What needs to be done. Report the number of lines below in which the word "channel" occurs. Nothing else is needed.
[[ Extracted data open ]]
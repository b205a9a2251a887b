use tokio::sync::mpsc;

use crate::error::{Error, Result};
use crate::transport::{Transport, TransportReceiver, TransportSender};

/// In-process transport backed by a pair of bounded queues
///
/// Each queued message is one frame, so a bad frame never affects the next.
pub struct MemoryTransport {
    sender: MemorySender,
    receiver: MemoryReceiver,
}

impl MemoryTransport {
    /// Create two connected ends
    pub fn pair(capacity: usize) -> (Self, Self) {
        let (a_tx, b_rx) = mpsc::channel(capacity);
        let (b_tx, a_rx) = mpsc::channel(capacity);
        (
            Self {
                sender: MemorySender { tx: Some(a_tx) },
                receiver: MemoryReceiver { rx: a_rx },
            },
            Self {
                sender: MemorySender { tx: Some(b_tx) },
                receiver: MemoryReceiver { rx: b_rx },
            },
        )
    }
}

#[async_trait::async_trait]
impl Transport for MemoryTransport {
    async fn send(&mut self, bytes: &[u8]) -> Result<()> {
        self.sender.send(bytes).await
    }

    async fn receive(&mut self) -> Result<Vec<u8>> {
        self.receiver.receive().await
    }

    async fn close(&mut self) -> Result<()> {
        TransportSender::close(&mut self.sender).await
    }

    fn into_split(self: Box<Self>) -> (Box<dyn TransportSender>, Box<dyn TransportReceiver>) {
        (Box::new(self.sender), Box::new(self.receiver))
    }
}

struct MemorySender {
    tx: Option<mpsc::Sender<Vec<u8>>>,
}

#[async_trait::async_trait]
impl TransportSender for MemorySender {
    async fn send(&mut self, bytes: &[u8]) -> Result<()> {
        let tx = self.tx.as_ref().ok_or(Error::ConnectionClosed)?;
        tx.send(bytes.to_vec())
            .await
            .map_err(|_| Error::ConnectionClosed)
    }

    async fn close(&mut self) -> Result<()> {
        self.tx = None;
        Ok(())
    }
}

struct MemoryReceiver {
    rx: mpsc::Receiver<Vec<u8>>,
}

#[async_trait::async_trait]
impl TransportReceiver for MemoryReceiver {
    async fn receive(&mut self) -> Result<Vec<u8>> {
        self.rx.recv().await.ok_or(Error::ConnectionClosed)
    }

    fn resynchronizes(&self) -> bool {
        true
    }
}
[[ Extracted data closed ]]
[[ Extracted data open ]]
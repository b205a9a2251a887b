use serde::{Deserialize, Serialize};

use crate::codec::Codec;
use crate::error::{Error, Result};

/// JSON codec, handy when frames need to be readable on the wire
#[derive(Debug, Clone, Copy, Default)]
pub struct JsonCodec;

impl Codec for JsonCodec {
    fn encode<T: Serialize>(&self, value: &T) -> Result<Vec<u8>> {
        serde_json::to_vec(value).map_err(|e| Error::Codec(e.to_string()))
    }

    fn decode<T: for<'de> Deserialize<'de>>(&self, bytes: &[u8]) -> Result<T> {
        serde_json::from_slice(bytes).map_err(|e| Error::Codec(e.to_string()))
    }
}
[[ Extracted data closed ]]
Answer to the exercise. 2